__YOUR GOAL__:
Your response should reproduce every line of the entries that contains the word "trim".
Segment Open
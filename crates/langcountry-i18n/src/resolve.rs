//! Locale resolution.
//!
//! Turns any hint into exactly one allow-listed code:
//!
//! 1. Empty or absent hint: the fallback.
//! 2. Hint equal to an allowed code: that code, untouched.
//! 3. Otherwise the primary language subtag is extracted and matched against
//!    language-only codes first, then against language+region codes, in
//!    allow-list order.
//! 4. Nothing matched: the fallback.
//!
//! Resolution is pure and total; it never fails for any input.

use crate::{AllowList, LocaleCode, LocaleTag};
use langcountry_common_log::spans::resolve_span;

/// Outcome of resolving a hint.
#[derive(Debug, Clone, PartialEq, Eq)]
pub struct Resolution {
    /// The allow-listed code.
    pub code: LocaleCode,
    /// Tag for date-formatting collaborators.
    pub tag: LocaleTag,
}

impl Resolution {
    fn from_code(code: &LocaleCode) -> Self {
        Self {
            code: code.clone(),
            tag: code.tag(),
        }
    }
}

/// Resolve a raw hint against an allow-list.
pub fn resolve(hint: Option<&str>, allow_list: &AllowList) -> Resolution {
    let span = resolve_span(hint);
    let code = span.in_scope(|| resolve_code(hint, allow_list));
    span.record("code", code.as_str());
    Resolution::from_code(code)
}

fn resolve_code<'a>(hint: Option<&str>, allow_list: &'a AllowList) -> &'a LocaleCode {
    let hint = match hint.map(str::trim) {
        Some(hint) if !hint.is_empty() => hint,
        _ => return allow_list.fallback(),
    };

    // Stored preferences and explicit overrides are trusted as-is.
    if let Some(code) = allow_list.get(hint) {
        return code;
    }

    let Some(subtag) = primary_subtag(hint) else {
        return allow_list.fallback();
    };

    allow_list
        .iter()
        .find(|code| !code.has_region() && code.language() == subtag)
        .or_else(|| {
            allow_list
                .iter()
                .find(|code| code.has_region() && code.language() == subtag)
        })
        .unwrap_or_else(|| allow_list.fallback())
}

/// Extract the lower-cased two-letter primary language subtag of a hint.
///
/// Only the first entry of a comma-separated list is considered. The subtag
/// is whatever precedes the first `_`, `-` or `;`, cut to two letters.
/// Returns `None` when no two ASCII letters lead the entry.
pub fn primary_subtag(hint: &str) -> Option<String> {
    let first = hint.split(',').next()?.trim();
    let segment = first
        .split(['_', '-', ';'])
        .next()
        .map(str::trim)
        .unwrap_or_default();

    let mut letters = segment.chars();
    match (letters.next(), letters.next()) {
        (Some(a), Some(b)) if a.is_ascii_alphabetic() && b.is_ascii_alphabetic() => {
            Some([a, b].iter().collect::<String>().to_ascii_lowercase())
        }
        _ => None,
    }
}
Segment Closed
__YOUR RESPONSE__:
    let hint = match hint.map(str::trim) {
    let first = hint.split(',').next()?.trim();
        .map(str::trim)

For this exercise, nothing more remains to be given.